> What you have to do
Across the entries below, how many lines include "paths"? Give the number and nothing else.

> Data records
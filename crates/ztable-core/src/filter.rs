//! Filter predicates and the per-type operator catalog

use std::fmt;

use serde::{Deserialize, Serialize};

use crate::{Result, ZtableError};

/// Declared type of a filterable field
#[derive(Debug, Clone, Copy, PartialEq, Eq, Hash, Default, Serialize, Deserialize)]
#[serde(rename_all = "lowercase")]
pub enum FieldType {
    #[default]
    Text,
    Number,
    Date,
    Boolean,
}

impl FieldType {
    /// Operators offered for this field type, in display order
    pub fn operators(&self) -> &'static [FilterOperator] {
        use FilterOperator::*;
        match self {
            FieldType::Text => &[Contains, Is, Neq, Starts, Ends],
            FieldType::Number => &[Is, Neq, Gt, Lt, Between],
            FieldType::Date => &[Between, Gt, Lt, Is, Neq],
            FieldType::Boolean => &[Is, Neq],
        }
    }

    pub fn supports(&self, operator: FilterOperator) -> bool {
        self.operators().contains(&operator)
    }

    /// Operator pre-selected when a filter of this type is first built
    pub fn default_operator(&self) -> FilterOperator {
        self.operators()[0]
    }

    pub fn all() -> &'static [FieldType] {
        &[
            FieldType::Text,
            FieldType::Number,
            FieldType::Date,
            FieldType::Boolean,
        ]
    }
}

impl fmt::Display for FieldType {
    fn fmt(&self, f: &mut fmt::Formatter<'_>) -> fmt::Result {
        let name = match self {
            FieldType::Text => "text",
            FieldType::Number => "number",
            FieldType::Date => "date",
            FieldType::Boolean => "boolean",
        };
        f.write_str(name)
    }
}

/// Filter operator as carried on the wire
#[derive(Debug, Clone, Copy, PartialEq, Eq, Hash, Serialize, Deserialize)]
#[serde(rename_all = "lowercase")]
pub enum FilterOperator {
    Contains,
    Is,
    Neq,
    Starts,
    Ends,
    Gt,
    Lt,
    Between,
}

impl FilterOperator {
    pub fn as_str(&self) -> &'static str {
        match self {
            FilterOperator::Contains => "contains",
            FilterOperator::Is => "is",
            FilterOperator::Neq => "neq",
            FilterOperator::Starts => "starts",
            FilterOperator::Ends => "ends",
            FilterOperator::Gt => "gt",
            FilterOperator::Lt => "lt",
            FilterOperator::Between => "between",
        }
    }

    /// Parse a wire name. Unknown names are rejected.
    pub fn parse(name: &str) -> Option<Self> {
        let op = match name {
            "contains" => FilterOperator::Contains,
            "is" => FilterOperator::Is,
            "neq" => FilterOperator::Neq,
            "starts" => FilterOperator::Starts,
            "ends" => FilterOperator::Ends,
            "gt" => FilterOperator::Gt,
            "lt" => FilterOperator::Lt,
            "between" => FilterOperator::Between,
            _ => return None,
        };
        Some(op)
    }

    /// Display label of this operator in the context of a field type
    pub fn label(&self, field_type: FieldType) -> &'static str {
        use FilterOperator::*;
        match (field_type, self) {
            (FieldType::Text, Contains) => "contains",
            (FieldType::Text, Is) => "is exactly",
            (FieldType::Text, Neq) => "is not",
            (FieldType::Text, Starts) => "starts with",
            (FieldType::Text, Ends) => "ends with",
            (FieldType::Number, Is) => "equals",
            (FieldType::Number, Neq) => "not equals",
            (FieldType::Number, Gt) => "greater than (>)",
            (FieldType::Number, Lt) => "less than (<)",
            (FieldType::Number, Between) => "between (range)",
            (FieldType::Date, Between) => "between",
            (FieldType::Date, Gt) => "after",
            (FieldType::Date, Lt) => "before",
            (FieldType::Date, Is) => "on date",
            (FieldType::Date, Neq) => "not on",
            (FieldType::Boolean, Is) => "is",
            (FieldType::Boolean, Neq) => "is not",
            (_, op) => op.as_str(),
        }
    }

    pub fn requires_two_values(&self) -> bool {
        matches!(self, FilterOperator::Between)
    }
}

impl fmt::Display for FilterOperator {
    fn fmt(&self, f: &mut fmt::Formatter<'_>) -> fmt::Result {
        f.write_str(self.as_str())
    }
}

/// A single filter predicate.
///
/// `field` may name several dot-paths joined by `,`; they are OR'd at evaluation time.
/// When `field_type` is present the operator has been checked against it.
#[derive(Debug, Clone, PartialEq, Serialize, Deserialize)]
#[serde(try_from = "RawFilter")]
pub struct Filter {
    pub field: String,
    pub operator: FilterOperator,
    pub value: String,
    #[serde(default)]
    pub label: String,
    #[serde(rename = "type", default, skip_serializing_if = "Option::is_none")]
    pub field_type: Option<FieldType>,
}

impl Filter {
    /// Create an untyped filter. The operator alone drives evaluation.
    pub fn new(
        field: impl Into<String>,
        operator: FilterOperator,
        value: impl Into<String>,
    ) -> Self {
        let field = field.into();
        Self {
            label: field.clone(),
            field,
            operator,
            value: value.into(),
            field_type: None,
        }
    }

    /// Create a filter for a declared field type, rejecting operators the type does not offer
    pub fn typed(
        field_type: FieldType,
        field: impl Into<String>,
        operator: FilterOperator,
        value: impl Into<String>,
    ) -> Result<Self> {
        if !field_type.supports(operator) {
            return Err(ZtableError::InvalidOperator {
                operator,
                field_type,
            });
        }
        let mut filter = Self::new(field, operator, value);
        filter.field_type = Some(field_type);
        Ok(filter)
    }

    pub fn with_label(mut self, label: impl Into<String>) -> Self {
        self.label = label.into();
        self
    }

    /// The dot-paths this filter reads, in declaration order
    pub fn fields(&self) -> impl Iterator<Item = &str> {
        self.field.split(',').map(str::trim).filter(|f| !f.is_empty())
    }

    /// `(start, end)` of a `between` value, or `None` if it is not a comma pair
    pub fn between_bounds(&self) -> Option<(&str, &str)> {
        let (start, end) = self.value.split_once(',')?;
        Some((start.trim(), end.trim()))
    }

    /// Checks a filter assembled by a filter builder before it is applied.
    ///
    /// `between` needs both bounds, every other non-boolean filter needs a value.
    pub fn validate(&self) -> Result<()> {
        if self.fields().next().is_none() {
            return Err(ZtableError::InvalidFilter("filter has no field".to_string()));
        }
        if self.operator.requires_two_values() {
            let complete = self
                .between_bounds()
                .is_some_and(|(start, end)| !start.is_empty() && !end.is_empty());
            if !complete {
                return Err(ZtableError::InvalidFilter(format!(
                    "'{}' needs both a start and an end value",
                    self.label
                )));
            }
            return Ok(());
        }
        if self.field_type != Some(FieldType::Boolean) && self.value.trim().is_empty() {
            return Err(ZtableError::InvalidFilter(format!(
                "'{}' needs a value",
                self.label
            )));
        }
        Ok(())
    }
}

/// Wire form of a filter before operator/type validation
#[derive(Deserialize)]
struct RawFilter {
    field: String,
    operator: FilterOperator,
    #[serde(default)]
    value: serde_json::Value,
    #[serde(default)]
    label: Option<String>,
    #[serde(rename = "type", default)]
    field_type: Option<FieldType>,
}

impl TryFrom<RawFilter> for Filter {
    type Error = ZtableError;

    fn try_from(raw: RawFilter) -> Result<Self> {
        let value = match &raw.value {
            serde_json::Value::Null => String::new(),
            other => crate::value_to_text(other),
        };
        let mut filter = match raw.field_type {
            Some(field_type) => Filter::typed(field_type, raw.field, raw.operator, value)?,
            None => Filter::new(raw.field, raw.operator, value),
        };
        if let Some(label) = raw.label {
            filter.label = label;
        }
        Ok(filter)
    }
}

/// Parse a JSON array of filters as carried in the `filters` request parameter
pub fn parse_filters(json: &str) -> Result<Vec<Filter>> {
    Ok(serde_json::from_str(json)?)
}

/// Serialize filters for the `filters` request parameter. Empty sets serialize to `None`.
pub fn serialize_filters(filters: &[Filter]) -> Result<Option<String>> {
    if filters.is_empty() {
        return Ok(None);
    }
    Ok(Some(serde_json::to_string(filters)?))
}

#[cfg(test)]
mod tests {
    use super::*;

    #[test]
    fn test_operator_catalog() {
        assert_eq!(FieldType::Text.operators().len(), 5);
        assert!(FieldType::Number.supports(FilterOperator::Between));
        assert!(!FieldType::Text.supports(FilterOperator::Gt));
        assert!(!FieldType::Boolean.supports(FilterOperator::Contains));
        assert_eq!(FieldType::Date.default_operator(), FilterOperator::Between);
    }

    #[test]
    fn test_operator_labels_depend_on_type() {
        assert_eq!(FilterOperator::Is.label(FieldType::Text), "is exactly");
        assert_eq!(FilterOperator::Is.label(FieldType::Number), "equals");
        assert_eq!(FilterOperator::Is.label(FieldType::Date), "on date");
        assert_eq!(FilterOperator::Gt.label(FieldType::Date), "after");
    }

    #[test]
    fn test_typed_rejects_ill_typed_operator() {
        let err = Filter::typed(FieldType::Boolean, "active", FilterOperator::Gt, "true")
            .expect_err("gt is not a boolean operator");
        assert!(matches!(err, ZtableError::InvalidOperator { .. }));
    }

    #[test]
    fn test_deserialize_untyped_and_typed() {
        let filters = parse_filters(
            r#"[{"field":"work.title","operator":"contains","value":"eng","label":"Title"},
                {"field":"finance.salary","operator":"between","value":"1,2","type":"number"}]"#,
        )
        .unwrap();
        assert_eq!(filters[0].field_type, None);
        assert_eq!(filters[0].label, "Title");
        assert_eq!(filters[1].field_type, Some(FieldType::Number));

        let bad = parse_filters(r#"[{"field":"a","operator":"contains","value":"x","type":"number"}]"#);
        assert!(bad.is_err());

        let unknown = parse_filters(r#"[{"field":"a","operator":"like","value":"x"}]"#);
        assert!(unknown.is_err());
    }

    #[test]
    fn test_numeric_value_is_stringified() {
        let filters = parse_filters(r#"[{"field":"age","operator":"gt","value":30}]"#).unwrap();
        assert_eq!(filters[0].value, "30");
    }

    #[test]
    fn test_multi_field_split() {
        let filter = Filter::new("profile.firstName, profile.lastName", FilterOperator::Contains, "a");
        let fields: Vec<_> = filter.fields().collect();
        assert_eq!(fields, vec!["profile.firstName", "profile.lastName"]);
    }

    #[test]
    fn test_validate_builder_rules() {
        let between = Filter::typed(FieldType::Number, "age", FilterOperator::Between, "10,")
            .unwrap();
        assert!(between.validate().is_err());

        let between = Filter::typed(FieldType::Number, "age", FilterOperator::Between, "10,20")
            .unwrap();
        assert!(between.validate().is_ok());

        let empty = Filter::typed(FieldType::Text, "name", FilterOperator::Contains, " ").unwrap();
        assert!(empty.validate().is_err());

        let boolean = Filter::typed(FieldType::Boolean, "active", FilterOperator::Is, "").unwrap();
        assert!(boolean.validate().is_ok());
    }

    #[test]
    fn test_serialize_filters_empty_is_none() {
        assert_eq!(serialize_filters(&[]).unwrap(), None);
        let json = serialize_filters(&[Filter::new("a", FilterOperator::Is, "b")])
            .unwrap()
            .unwrap();
        assert_eq!(json, r#"[{"field":"a","operator":"is","value":"b","label":"a"}]"#);
    }
}
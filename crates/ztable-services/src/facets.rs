//! Facet cache

use std::collections::HashSet;
use std::sync::Arc;

use parking_lot::Mutex;
use serde_json::Value;
use ztable_core::{ColumnDef, FacetOption, find_column};
use ztable_query::distinct_values;
use ztable_state::{TableAction, TableStore};

use crate::http::fetch_facet_url;
use crate::{CustomFacetFetcher, ServiceError, ServiceResult, TableTransport};

/// What `ensure` did for a field
#[derive(Debug, Clone, PartialEq, Eq)]
pub enum FacetStatus {
    /// Options were already cached (possibly empty)
    Cached,
    /// Options were resolved and stored
    Loaded(usize),
    /// No column with that key
    UnknownColumn,
    /// Another lookup for the field is running
    InFlight,
    /// An edit invalidated the field while the lookup ran; the result was dropped
    Invalidated,
    /// The lookup failed; the field stays uncached and can be retried
    Failed(String),
}

/// Resolves enumerated options for filter and edit widgets, at most once per field until an
/// edit invalidates the field.
///
/// Lookup order: static column options, the column's facet URL (through the transport, or
/// fetched directly without one), the custom facet fetcher, then the transport's default
/// endpoint (or the static records when the table has no transport). A lookup that an edit
/// invalidates midway is discarded.
pub struct FacetCache {
    store: TableStore,
    columns: Arc<Vec<ColumnDef>>,
    transport: Option<Arc<dyn TableTransport>>,
    custom: Option<CustomFacetFetcher>,
    static_records: Option<Arc<Vec<Value>>>,
    in_flight: Mutex<HashSet<String>>,
}

impl std::fmt::Debug for FacetCache {
    fn fmt(&self, f: &mut std::fmt::Formatter<'_>) -> std::fmt::Result {
        f.debug_struct("FacetCache")
            .field("columns", &self.columns.len())
            .field("transport", &self.transport.is_some())
            .field("custom", &self.custom.is_some())
            .field("in_flight", &*self.in_flight.lock())
            .finish_non_exhaustive()
    }
}

impl FacetCache {
    pub fn new(store: TableStore, columns: Arc<Vec<ColumnDef>>) -> Self {
        Self {
            store,
            columns,
            transport: None,
            custom: None,
            static_records: None,
            in_flight: Mutex::new(HashSet::new()),
        }
    }

    pub fn with_transport(mut self, transport: Arc<dyn TableTransport>) -> Self {
        self.transport = Some(transport);
        self
    }

    pub fn with_custom_fetcher(mut self, fetcher: CustomFacetFetcher) -> Self {
        self.custom = Some(fetcher);
        self
    }

    pub fn with_static_records(mut self, records: Arc<Vec<Value>>) -> Self {
        self.static_records = Some(records);
        self
    }

    /// Make sure options for `field` are cached
    #[tracing::instrument(skip(self))]
    pub async fn ensure(&self, field: &str) -> FacetStatus {
        let state = self.store.state();
        if state.facet_options(field).is_some() {
            return FacetStatus::Cached;
        }
        let revision = state.facet_revision(field);
        let Some(column) = find_column(&self.columns, field).cloned() else {
            return FacetStatus::UnknownColumn;
        };

        if let Some(options) = &column.options {
            return self.store_options(field, FacetOption::normalize_all(options), revision);
        }

        if !self.in_flight.lock().insert(field.to_string()) {
            return FacetStatus::InFlight;
        }
        let result = self.lookup(field, &column).await;
        self.in_flight.lock().remove(field);

        match result {
            Ok(values) => self.store_options(field, FacetOption::normalize_all(&values), revision),
            Err(e) => {
                tracing::warn!(field = %field, error = %e, "facet lookup failed");
                FacetStatus::Failed(e.to_string())
            }
        }
    }

    async fn lookup(&self, field: &str, column: &ColumnDef) -> ServiceResult<Vec<Value>> {
        if let Some(url) = &column.facet_url {
            return match &self.transport {
                Some(transport) => transport.fetch_facets(field, Some(url)).await,
                None => fetch_facet_url(field, url).await,
            };
        }
        if let Some(fetch) = &self.custom {
            return fetch(field.to_string(), column.clone()).await;
        }
        if let Some(transport) = &self.transport {
            return transport.fetch_facets(field, None).await;
        }
        if let Some(records) = &self.static_records {
            return Ok(distinct_values(records, field));
        }
        Err(ServiceError::Facet {
            field: field.to_string(),
            message: "no facet source configured".to_string(),
        })
    }

    fn store_options(&self, field: &str, options: Vec<FacetOption>, revision: u64) -> FacetStatus {
        let count = options.len();
        let state = self.store.dispatch(TableAction::LoadFacets {
            field: field.to_string(),
            options,
            revision,
        });
        if state.facet_revision(field) != revision {
            tracing::debug!(field = %field, "facets invalidated during lookup, result dropped");
            return FacetStatus::Invalidated;
        }
        tracing::debug!(field = %field, options = count, "facets cached");
        FacetStatus::Loaded(count)
    }
}
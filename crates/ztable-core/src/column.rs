//! Column metadata and enumerated choices

use serde::{Deserialize, Serialize};
use serde_json::Value;

use crate::{FieldType, value_to_text};

/// One enumerated choice for a filter or editor dropdown
#[derive(Debug, Clone, PartialEq, Serialize, Deserialize)]
pub struct FacetOption {
    pub label: String,
    pub value: Value,
}

impl FacetOption {
    pub fn new(label: impl Into<String>, value: impl Into<Value>) -> Self {
        Self {
            label: label.into(),
            value: value.into(),
        }
    }

    /// Normalize a raw choice. Objects are kept as `{label, value}`, scalars become their own
    /// label.
    pub fn normalize(raw: &Value) -> Self {
        match raw {
            Value::Object(map) => {
                let value = map.get("value").cloned().unwrap_or(Value::Null);
                let label = map
                    .get("label")
                    .map(value_to_text)
                    .unwrap_or_else(|| value_to_text(&value));
                Self { label, value }
            }
            scalar => Self {
                label: value_to_text(scalar),
                value: scalar.clone(),
            },
        }
    }

    pub fn normalize_all(raw: &[Value]) -> Vec<Self> {
        raw.iter().map(Self::normalize).collect()
    }
}

/// Column definition as the state engine sees it.
///
/// Rendering concerns are left to the caller; only the fields that drive filtering, editing
/// and facet lookup are carried here.
#[derive(Debug, Clone, PartialEq, Serialize, Deserialize)]
#[serde(rename_all = "camelCase")]
pub struct ColumnDef {
    /// Dot-path of the value shown in this column
    pub key: String,
    #[serde(default)]
    pub label: String,
    /// Dot-path(s) filtered when this column is used in a filter, defaults to `key`
    #[serde(default, skip_serializing_if = "Option::is_none")]
    pub filter_key: Option<String>,
    #[serde(rename = "type", default)]
    pub field_type: FieldType,
    #[serde(default)]
    pub editable: bool,
    #[serde(default)]
    pub sortable: bool,
    /// Static choices, used before any facet lookup
    #[serde(default, skip_serializing_if = "Option::is_none")]
    pub options: Option<Vec<Value>>,
    /// Explicit facet endpoint for this column
    #[serde(default, skip_serializing_if = "Option::is_none")]
    pub facet_url: Option<String>,
}

impl ColumnDef {
    pub fn new(key: impl Into<String>, field_type: FieldType) -> Self {
        let key = key.into();
        Self {
            label: key.clone(),
            key,
            filter_key: None,
            field_type,
            editable: false,
            sortable: true,
            options: None,
            facet_url: None,
        }
    }

    pub fn with_label(mut self, label: impl Into<String>) -> Self {
        self.label = label.into();
        self
    }

    pub fn editable(mut self) -> Self {
        self.editable = true;
        self
    }

    pub fn with_filter_key(mut self, filter_key: impl Into<String>) -> Self {
        self.filter_key = Some(filter_key.into());
        self
    }

    pub fn with_options(mut self, options: Vec<Value>) -> Self {
        self.options = Some(options);
        self
    }

    pub fn with_facet_url(mut self, url: impl Into<String>) -> Self {
        self.facet_url = Some(url.into());
        self
    }

    pub fn filter_field(&self) -> &str {
        self.filter_key.as_deref().unwrap_or(&self.key)
    }
}

/// Find a column by key
pub fn find_column<'a>(columns: &'a [ColumnDef], key: &str) -> Option<&'a ColumnDef> {
    columns.iter().find(|c| c.key == key)
}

> Completed exercise
2